Problem to solve:
What lines of the data below hold "Option"? Show them.

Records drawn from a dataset
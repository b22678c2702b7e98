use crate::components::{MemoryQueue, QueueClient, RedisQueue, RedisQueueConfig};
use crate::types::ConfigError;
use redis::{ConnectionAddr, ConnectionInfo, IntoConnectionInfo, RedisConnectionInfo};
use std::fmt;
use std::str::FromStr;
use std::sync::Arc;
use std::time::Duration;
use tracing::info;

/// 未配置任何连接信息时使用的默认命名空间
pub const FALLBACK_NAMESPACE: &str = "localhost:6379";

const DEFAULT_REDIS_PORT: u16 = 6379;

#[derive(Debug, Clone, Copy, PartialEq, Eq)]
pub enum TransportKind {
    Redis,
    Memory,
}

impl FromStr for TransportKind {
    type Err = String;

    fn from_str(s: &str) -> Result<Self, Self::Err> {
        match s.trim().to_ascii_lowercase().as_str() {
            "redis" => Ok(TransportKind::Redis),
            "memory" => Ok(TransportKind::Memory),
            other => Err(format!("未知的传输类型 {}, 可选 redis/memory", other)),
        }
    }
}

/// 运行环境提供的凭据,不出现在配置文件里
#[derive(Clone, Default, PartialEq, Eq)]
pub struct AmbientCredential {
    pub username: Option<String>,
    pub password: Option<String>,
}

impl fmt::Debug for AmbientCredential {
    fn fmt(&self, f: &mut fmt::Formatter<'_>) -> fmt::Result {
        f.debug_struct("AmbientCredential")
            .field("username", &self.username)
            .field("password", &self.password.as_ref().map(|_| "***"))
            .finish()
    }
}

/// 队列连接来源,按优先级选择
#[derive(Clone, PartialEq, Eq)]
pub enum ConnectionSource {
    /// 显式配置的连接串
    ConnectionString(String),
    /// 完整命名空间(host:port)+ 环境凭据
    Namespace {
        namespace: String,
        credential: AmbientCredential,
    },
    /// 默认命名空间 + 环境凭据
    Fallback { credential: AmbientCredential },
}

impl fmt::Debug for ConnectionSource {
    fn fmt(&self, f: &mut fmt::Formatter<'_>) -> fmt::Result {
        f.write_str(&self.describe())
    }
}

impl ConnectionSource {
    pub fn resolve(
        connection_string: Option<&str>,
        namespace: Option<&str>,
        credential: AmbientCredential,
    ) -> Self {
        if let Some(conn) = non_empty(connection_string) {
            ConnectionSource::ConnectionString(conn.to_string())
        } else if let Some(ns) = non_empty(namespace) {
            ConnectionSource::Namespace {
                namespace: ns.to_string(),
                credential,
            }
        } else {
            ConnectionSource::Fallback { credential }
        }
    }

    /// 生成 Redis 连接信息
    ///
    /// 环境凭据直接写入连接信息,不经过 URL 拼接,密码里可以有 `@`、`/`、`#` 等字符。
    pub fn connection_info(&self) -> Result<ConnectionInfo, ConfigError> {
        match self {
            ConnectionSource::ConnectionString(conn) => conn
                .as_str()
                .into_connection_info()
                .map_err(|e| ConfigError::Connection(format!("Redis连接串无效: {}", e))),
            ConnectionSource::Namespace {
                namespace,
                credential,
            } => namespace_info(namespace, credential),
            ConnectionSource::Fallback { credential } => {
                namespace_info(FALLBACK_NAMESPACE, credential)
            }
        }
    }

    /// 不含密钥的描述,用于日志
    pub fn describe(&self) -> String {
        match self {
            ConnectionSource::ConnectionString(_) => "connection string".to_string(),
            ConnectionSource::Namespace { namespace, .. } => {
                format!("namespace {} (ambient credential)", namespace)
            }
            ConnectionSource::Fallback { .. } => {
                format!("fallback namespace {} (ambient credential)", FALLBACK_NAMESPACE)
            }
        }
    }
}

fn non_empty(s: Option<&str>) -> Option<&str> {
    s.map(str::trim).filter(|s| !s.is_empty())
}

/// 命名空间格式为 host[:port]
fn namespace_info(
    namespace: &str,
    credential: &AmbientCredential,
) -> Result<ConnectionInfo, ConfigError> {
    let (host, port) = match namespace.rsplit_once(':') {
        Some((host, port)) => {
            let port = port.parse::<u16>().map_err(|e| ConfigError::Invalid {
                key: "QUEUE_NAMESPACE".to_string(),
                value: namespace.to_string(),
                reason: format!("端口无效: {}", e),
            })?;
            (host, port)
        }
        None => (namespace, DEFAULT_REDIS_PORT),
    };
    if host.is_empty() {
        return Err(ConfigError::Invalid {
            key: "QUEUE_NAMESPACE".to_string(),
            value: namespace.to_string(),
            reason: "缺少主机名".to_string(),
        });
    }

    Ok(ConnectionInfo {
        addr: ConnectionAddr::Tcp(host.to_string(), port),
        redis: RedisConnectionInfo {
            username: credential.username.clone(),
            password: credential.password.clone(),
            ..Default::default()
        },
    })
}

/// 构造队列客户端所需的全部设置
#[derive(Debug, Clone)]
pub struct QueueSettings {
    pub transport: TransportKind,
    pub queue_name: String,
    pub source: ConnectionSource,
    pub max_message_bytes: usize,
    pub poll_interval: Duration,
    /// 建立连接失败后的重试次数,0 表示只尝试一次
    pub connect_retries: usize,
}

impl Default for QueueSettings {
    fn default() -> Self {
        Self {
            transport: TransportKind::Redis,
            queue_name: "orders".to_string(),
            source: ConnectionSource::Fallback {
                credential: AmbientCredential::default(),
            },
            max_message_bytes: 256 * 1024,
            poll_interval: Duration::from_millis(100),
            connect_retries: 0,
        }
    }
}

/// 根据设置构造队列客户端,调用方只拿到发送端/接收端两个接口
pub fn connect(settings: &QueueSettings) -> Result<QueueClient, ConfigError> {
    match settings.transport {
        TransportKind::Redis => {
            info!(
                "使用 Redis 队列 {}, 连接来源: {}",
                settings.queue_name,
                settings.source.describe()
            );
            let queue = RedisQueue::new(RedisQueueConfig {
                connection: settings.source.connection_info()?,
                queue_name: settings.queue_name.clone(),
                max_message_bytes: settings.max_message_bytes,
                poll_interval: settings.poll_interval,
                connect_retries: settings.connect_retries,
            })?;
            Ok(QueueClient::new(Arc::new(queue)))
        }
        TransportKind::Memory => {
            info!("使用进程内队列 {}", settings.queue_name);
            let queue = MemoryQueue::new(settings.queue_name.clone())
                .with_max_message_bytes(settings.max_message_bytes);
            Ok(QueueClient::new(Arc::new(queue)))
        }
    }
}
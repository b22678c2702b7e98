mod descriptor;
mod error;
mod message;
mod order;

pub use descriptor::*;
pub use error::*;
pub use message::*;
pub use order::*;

---

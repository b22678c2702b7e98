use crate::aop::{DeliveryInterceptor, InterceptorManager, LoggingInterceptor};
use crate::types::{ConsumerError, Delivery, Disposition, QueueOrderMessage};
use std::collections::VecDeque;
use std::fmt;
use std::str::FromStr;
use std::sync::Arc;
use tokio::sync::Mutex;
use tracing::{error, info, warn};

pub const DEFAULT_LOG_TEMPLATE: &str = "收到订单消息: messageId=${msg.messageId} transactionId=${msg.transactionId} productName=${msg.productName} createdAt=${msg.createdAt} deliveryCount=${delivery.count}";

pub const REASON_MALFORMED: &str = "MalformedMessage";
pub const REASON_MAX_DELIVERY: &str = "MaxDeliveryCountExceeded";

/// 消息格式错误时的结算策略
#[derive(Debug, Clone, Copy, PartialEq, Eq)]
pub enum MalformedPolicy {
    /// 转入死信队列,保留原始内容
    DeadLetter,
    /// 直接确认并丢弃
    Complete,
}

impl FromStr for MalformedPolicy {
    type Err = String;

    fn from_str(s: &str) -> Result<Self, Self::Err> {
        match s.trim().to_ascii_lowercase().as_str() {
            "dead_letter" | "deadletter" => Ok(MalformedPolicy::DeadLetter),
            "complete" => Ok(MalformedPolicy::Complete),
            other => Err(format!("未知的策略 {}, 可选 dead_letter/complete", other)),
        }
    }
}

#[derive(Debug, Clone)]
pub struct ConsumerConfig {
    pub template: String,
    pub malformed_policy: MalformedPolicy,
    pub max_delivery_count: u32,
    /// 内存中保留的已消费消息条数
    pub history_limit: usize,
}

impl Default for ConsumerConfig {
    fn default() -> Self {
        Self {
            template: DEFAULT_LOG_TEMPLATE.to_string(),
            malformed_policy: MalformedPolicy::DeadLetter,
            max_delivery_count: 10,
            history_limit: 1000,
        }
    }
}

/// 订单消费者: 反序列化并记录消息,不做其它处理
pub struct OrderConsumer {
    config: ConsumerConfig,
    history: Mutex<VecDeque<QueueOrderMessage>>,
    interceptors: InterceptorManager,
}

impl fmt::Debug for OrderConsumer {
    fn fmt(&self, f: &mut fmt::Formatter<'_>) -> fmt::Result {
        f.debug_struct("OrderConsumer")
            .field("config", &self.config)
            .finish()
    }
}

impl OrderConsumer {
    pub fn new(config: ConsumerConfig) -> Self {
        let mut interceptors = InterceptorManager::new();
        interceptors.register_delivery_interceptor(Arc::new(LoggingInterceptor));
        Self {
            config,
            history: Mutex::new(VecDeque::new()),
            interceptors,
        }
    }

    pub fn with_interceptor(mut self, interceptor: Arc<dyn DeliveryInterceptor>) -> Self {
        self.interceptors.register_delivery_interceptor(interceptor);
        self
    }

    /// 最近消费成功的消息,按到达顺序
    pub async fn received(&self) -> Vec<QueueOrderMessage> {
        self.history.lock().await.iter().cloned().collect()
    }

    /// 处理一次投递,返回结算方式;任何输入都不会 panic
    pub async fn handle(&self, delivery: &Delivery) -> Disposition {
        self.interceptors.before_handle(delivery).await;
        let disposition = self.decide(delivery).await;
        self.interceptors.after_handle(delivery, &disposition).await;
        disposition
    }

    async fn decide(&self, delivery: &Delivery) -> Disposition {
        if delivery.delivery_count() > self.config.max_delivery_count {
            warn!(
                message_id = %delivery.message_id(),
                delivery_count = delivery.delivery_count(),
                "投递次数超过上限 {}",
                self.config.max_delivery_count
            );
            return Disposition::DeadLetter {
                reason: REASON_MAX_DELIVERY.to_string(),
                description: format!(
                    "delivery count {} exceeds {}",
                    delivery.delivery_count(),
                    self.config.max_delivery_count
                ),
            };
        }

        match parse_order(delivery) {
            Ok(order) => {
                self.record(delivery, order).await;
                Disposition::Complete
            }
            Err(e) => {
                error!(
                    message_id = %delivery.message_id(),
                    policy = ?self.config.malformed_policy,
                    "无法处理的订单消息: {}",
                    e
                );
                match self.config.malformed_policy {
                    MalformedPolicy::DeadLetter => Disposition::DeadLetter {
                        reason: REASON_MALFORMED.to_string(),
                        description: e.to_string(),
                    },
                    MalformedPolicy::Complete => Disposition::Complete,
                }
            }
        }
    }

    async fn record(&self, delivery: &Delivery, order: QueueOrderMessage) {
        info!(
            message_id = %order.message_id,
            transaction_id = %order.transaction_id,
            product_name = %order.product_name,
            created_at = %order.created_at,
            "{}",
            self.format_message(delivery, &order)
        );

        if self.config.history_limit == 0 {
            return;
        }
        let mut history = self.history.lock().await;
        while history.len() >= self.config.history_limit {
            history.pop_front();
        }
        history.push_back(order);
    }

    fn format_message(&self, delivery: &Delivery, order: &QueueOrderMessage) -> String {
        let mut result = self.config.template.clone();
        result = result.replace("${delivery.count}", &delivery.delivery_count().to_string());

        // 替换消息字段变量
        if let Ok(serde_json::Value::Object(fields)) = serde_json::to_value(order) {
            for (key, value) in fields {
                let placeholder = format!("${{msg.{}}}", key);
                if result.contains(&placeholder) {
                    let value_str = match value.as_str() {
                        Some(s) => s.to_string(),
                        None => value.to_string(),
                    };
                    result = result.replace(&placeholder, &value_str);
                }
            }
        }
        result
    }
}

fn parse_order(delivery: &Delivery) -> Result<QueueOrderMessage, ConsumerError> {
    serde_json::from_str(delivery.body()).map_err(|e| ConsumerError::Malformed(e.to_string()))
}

Solution:
    pub username: Option<String>,
    pub password: Option<String>,
        connection_string: Option<&str>,
        namespace: Option<&str>,
fn non_empty(s: Option<&str>) -> Option<&str> {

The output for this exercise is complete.